C’era una volta il ciclismo. O meglio, c’era uno sport predominante nell’immaginario collettivo. Era fondato su un’azione tanto semplice quanto straordinaria, che tutti conoscevano e insieme ammiravano. Per questo era uno sport popolare, perché rendeva epica una fatica ordinaria, una fatica di tutti. Era anche uno sport che passava (e per fortuna lo fa ancora) sotto la finestra di casa, e uno si affacciava per guardare giù, oppure scendeva in strada. Uno sport povero, che arricchiva poche persone, che si fondava sul mezzo di trasporto che tutti avevano in casa: la bicicletta.

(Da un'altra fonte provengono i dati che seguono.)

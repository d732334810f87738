// Dweve WitJSON - Typed JSON Marshaling Framework
//
// Copyright (c) 2025 Dweve IP B.V. and individual contributors.
//
// SPDX-License-Identifier: Apache-2.0
//
// Licensed under the Apache License, Version 2.0 (the "License");
// you may not use this file except in compliance with the License.
// You may obtain a copy of the License in the LICENSE file at the
// root of this repository or at: http://www.apache.org/licenses/LICENSE-2.0
//
// Unless required by applicable law or agreed to in writing, software
// distributed under the License is distributed on an "AS IS" BASIS,
// WITHOUT WARRANTIES OR CONDITIONS OF ANY KIND, either express or implied.
// See the License for the specific language governing permissions and
// limitations under the License.

//! WitJSON Command Line Interface

use clap::Parser;
use std::process::ExitCode;
use tracing_subscriber::EnvFilter;
use witjson_cli::cli::Commands;

/// WitJSON - typed JSON toolkit for Wit.ai payloads
///
/// # Examples
///
/// ```bash
/// # Check that a response decodes as a message
/// witjson validate response.json --as message
///
/// # Re-indent a payload
/// witjson format payload.json --output pretty.json
///
/// # Show the value tree with node kinds
/// witjson inspect payload.json
/// ```
#[derive(Parser)]
#[command(name = "witjson")]
#[command(author, version, about = "WitJSON - typed JSON toolkit for Wit.ai payloads", long_about = None)]
struct Cli {
    #[command(subcommand)]
    command: Commands,
}

fn main() -> ExitCode {
    // RUST_LOG=witjson_core=debug shows individual decode failures
    tracing_subscriber::fmt()
        .with_env_filter(
            EnvFilter::try_from_default_env().unwrap_or_else(|_| EnvFilter::new("warn")),
        )
        .with_writer(std::io::stderr)
        .init();

    let cli = Cli::parse();

    match cli.command.execute() {
        Ok(()) => ExitCode::SUCCESS,
        Err(e) => {
            eprintln!("Error: {}", e);
            ExitCode::FAILURE
        }
    }
}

C’era insomma il mito del ciclismo, e forse il piccolo Champion ci dice che aveva un po’ a che fare con il mito del cinema. Due miti pretelevisivi, fondati sulla ruota e su un ingranaggio meccanico, che difatti si fondono assieme in un unico, mastodontico marchingegno in cui il pedale mette in moto il proiettore cinematografico. Appuntamento a Belleville fa riferimento a un preciso modello di cinema, che è il cinema muto. I personaggi parlano molto poco nel film, caratterizzati soltanto dai tratti somatici, le situazioni si costruiscono sui dettagli visivi come nelle comiche.

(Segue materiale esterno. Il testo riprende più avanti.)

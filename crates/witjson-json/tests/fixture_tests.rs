// Dweve WitJSON - Typed JSON Marshaling Framework
//
// Copyright (c) 2025 Dweve IP B.V. and individual contributors.
//
// SPDX-License-Identifier: Apache-2.0
//
// Licensed under the Apache License, Version 2.0 (the "License");
// you may not use this file except in compliance with the License.
// You may obtain a copy of the License in the LICENSE file at the
// root of this repository or at: http://www.apache.org/licenses/LICENSE-2.0
//
// Unless required by applicable law or agreed to in writing, software
// distributed under the License is distributed on an "AS IS" BASIS,
// WITHOUT WARRANTIES OR CONDITIONS OF ANY KIND, either express or implied.
// See the License for the specific language governing permissions and
// limitations under the License.

//! End-to-end tests over the parent/child fixtures: wire text to typed
//! records and back.

use witjson_core::{DecodingErrorKind, Encodable, Value};
use witjson_json::{decode_str, encode_string, parse, JsonConversionError};
use witjson_test::samples::{invalid_parents, malformed_json, PARENT_JSON};
use witjson_test::{child_john, parent, parent_value, Child, Parent};

#[test]
fn test_wire_text_decodes_to_fixture() {
    let decoded: Parent = decode_str(PARENT_JSON).unwrap();
    assert_eq!(decoded, parent());
    assert_eq!(decoded.children.len(), 2);
    assert_eq!(decoded.children[0], child_john());
}

#[test]
fn test_wire_text_parses_to_fixture_value() {
    assert_eq!(parse(PARENT_JSON).unwrap(), parent_value());
}

#[test]
fn test_round_trip_law() {
    let original = parent();
    let text = encode_string(&original).unwrap();
    let back: Parent = decode_str(&text).unwrap();
    assert_eq!(back, original);
}

#[test]
fn test_encoded_fields() {
    let json = parent().to_json().unwrap();
    assert_eq!(json.get("age"), Some(&Value::Int(35)));
    assert_eq!(json.get("name"), Some(&Value::from("Mason")));
    assert_eq!(
        json.get("birthday"),
        Some(&Value::from("1981-05-02T08:05:02-07:00"))
    );
    assert_eq!(json.get("profilePage"), Some(&Value::from("http://test.com/")));

    let children = json.get("children").and_then(Value::as_array).unwrap();
    assert_eq!(children.len(), 2);
    assert_eq!(children[0].get("childName"), Some(&Value::from("John")));
    assert_eq!(children[0].get("childAge"), Some(&Value::Int(10)));
    assert_eq!(
        children[0].get("birthday"),
        Some(&Value::from("2006-05-02T08:05:02-07:00"))
    );

    let phones = json.get("phones").and_then(Value::as_object).unwrap();
    assert_eq!(phones.len(), 2);
    assert_eq!(phones["mobile"], Value::from("4155678901"));
}

#[test]
fn test_invalid_parents_report_path() {
    for (name, text, path) in invalid_parents() {
        let err = decode_str::<Parent>(text).unwrap_err();
        match err {
            JsonConversionError::Decoding(inner) => assert_eq!(inner.path(), path, "{}", name),
            other => panic!("{}: unexpected error {:?}", name, other),
        }
    }
}

#[test]
fn test_type_mismatch_is_not_coerced() {
    let err = decode_str::<Parent>(r#"{"age": "not-a-number", "name": "Mason"}"#).unwrap_err();
    match err {
        JsonConversionError::Decoding(inner) => {
            assert_eq!(inner.kind(), DecodingErrorKind::TypeMismatch);
            assert_eq!(inner.key(), Some("age"));
        }
        other => panic!("unexpected error {:?}", other),
    }
}

#[test]
fn test_second_child_failure_short_circuits() {
    let text = r#"{"age": 35, "name": "Mason", "children": [
        {"childName": "John", "childAge": 10, "birthday": "2006-05-02T08:05:02-07:00"},
        {"childName": "Joey", "childAge": 11, "birthday": "not a date"},
        {"childName": "Jane"}
    ]}"#;
    let err = decode_str::<Parent>(text).unwrap_err();
    match err {
        JsonConversionError::Decoding(inner) => {
            assert_eq!(inner.kind(), DecodingErrorKind::ValueNotTransformable);
            assert_eq!(inner.path(), "children[1].birthday");
        }
        other => panic!("unexpected error {:?}", other),
    }
}

#[test]
fn test_child_array_decodes_alone() {
    let text = r#"[
        {"childName": "John", "childAge": 10, "birthday": "2006-05-02T08:05:02-07:00"}
    ]"#;
    let children: Vec<Child> = witjson_json::decode_array_str(text).unwrap();
    assert_eq!(children, vec![child_john()]);
}

#[test]
fn test_malformed_text_is_parse_error() {
    for (name, text) in malformed_json() {
        let err = parse(text).unwrap_err();
        assert!(
            matches!(err, JsonConversionError::ParseError(_)),
            "{}: {:?}",
            name,
            err
        );
    }
}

Il cinema celebrato è quello più antico, primitivo. Tutto il film è impolverato di vecchia malinconia, a partire dai disegni monocromi blu o seppia, all’età dei personaggi: la nonna, Champion anziano alla fine del film, il cane Bruno con le guance sempre all’ingiù. La contrapposizione vecchio/nuovo percorre l’intero film, e sempre si dà ragione all’antico, al vetusto. Pensiamo al piccolo Champion, che preferisce la bicicletta al trenino giocattolo, mentre Bruno abbaierà irosamente contro ogni treno che passa, simbolo per eccellenza dell’epoca moderna. O alla nonna che riesce a seguire una gigantesca nave munita di un semplice pedalò. Ma il vero trionfo della vecchiaia sta nelle Triplettes, che ci vengono mostrate solo pochi minuti nella loro avvenente gioventù, per poi esserci presentate decrepite e ingrigite nella loro dieta a base di rane. Belleville è la megalopoli del consumismo, dell’oggetto nuovo fiammante, mentre il vecchio viene relegato nei bordelli di periferia. E nonostante tutto sarà il corpo vecchio a vincere, a suon di padellate. Così come Chomet ci dimostra la capacità del cinema più antico di saper ancora sorprendere gli spettatori avvezzi alle immagini più sofisticate. Come a dire: c’era una volta il cinema, e forse c’è ancora.